◆ Data for processing ◆
%%

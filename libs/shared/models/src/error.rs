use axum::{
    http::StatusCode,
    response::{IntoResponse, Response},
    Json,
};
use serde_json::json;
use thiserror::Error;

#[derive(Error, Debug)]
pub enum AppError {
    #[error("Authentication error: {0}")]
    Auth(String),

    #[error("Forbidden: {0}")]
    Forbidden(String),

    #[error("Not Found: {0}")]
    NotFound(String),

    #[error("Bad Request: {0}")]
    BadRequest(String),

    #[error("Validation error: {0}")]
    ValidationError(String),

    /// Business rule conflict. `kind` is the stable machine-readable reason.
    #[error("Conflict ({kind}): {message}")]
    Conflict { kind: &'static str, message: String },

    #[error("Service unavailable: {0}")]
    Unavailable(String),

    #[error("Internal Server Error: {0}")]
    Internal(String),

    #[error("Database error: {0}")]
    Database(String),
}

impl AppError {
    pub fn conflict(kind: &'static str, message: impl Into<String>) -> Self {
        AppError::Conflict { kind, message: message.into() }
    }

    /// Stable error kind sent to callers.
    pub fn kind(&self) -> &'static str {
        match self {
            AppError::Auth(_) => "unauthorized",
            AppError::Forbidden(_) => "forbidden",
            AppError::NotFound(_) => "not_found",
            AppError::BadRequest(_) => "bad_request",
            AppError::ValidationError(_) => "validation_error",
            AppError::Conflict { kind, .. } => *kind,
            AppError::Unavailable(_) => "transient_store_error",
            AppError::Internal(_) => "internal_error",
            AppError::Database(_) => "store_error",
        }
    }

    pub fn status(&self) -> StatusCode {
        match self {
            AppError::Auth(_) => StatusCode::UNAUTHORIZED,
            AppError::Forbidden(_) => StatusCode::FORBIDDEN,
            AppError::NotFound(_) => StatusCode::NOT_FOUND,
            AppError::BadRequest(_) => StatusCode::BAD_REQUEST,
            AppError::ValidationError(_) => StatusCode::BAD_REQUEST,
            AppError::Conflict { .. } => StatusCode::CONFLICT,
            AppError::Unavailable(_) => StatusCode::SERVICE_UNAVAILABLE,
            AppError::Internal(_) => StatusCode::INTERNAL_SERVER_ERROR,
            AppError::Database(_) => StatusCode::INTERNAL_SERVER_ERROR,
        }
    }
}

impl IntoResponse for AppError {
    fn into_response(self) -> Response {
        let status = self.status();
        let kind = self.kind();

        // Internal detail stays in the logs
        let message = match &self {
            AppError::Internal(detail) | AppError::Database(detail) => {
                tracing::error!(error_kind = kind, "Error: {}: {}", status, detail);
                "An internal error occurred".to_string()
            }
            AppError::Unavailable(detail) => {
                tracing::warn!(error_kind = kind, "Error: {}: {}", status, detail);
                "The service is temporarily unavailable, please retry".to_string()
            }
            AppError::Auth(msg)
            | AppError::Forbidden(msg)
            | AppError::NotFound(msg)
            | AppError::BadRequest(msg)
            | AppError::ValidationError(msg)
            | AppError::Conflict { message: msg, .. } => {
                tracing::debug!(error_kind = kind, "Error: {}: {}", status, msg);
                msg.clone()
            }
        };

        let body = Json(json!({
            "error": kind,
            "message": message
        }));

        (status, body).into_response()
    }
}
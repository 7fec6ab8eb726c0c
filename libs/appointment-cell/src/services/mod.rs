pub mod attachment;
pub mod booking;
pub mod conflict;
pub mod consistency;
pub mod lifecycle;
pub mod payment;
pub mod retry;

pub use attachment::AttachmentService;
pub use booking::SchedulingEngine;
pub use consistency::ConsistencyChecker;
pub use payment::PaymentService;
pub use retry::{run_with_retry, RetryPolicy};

%%

◆ Work to complete ◆
Whenever a line above has the word "payment" in it, copy that line.

◆ Result of the task ◆
pub mod payment;
pub use payment::PaymentService;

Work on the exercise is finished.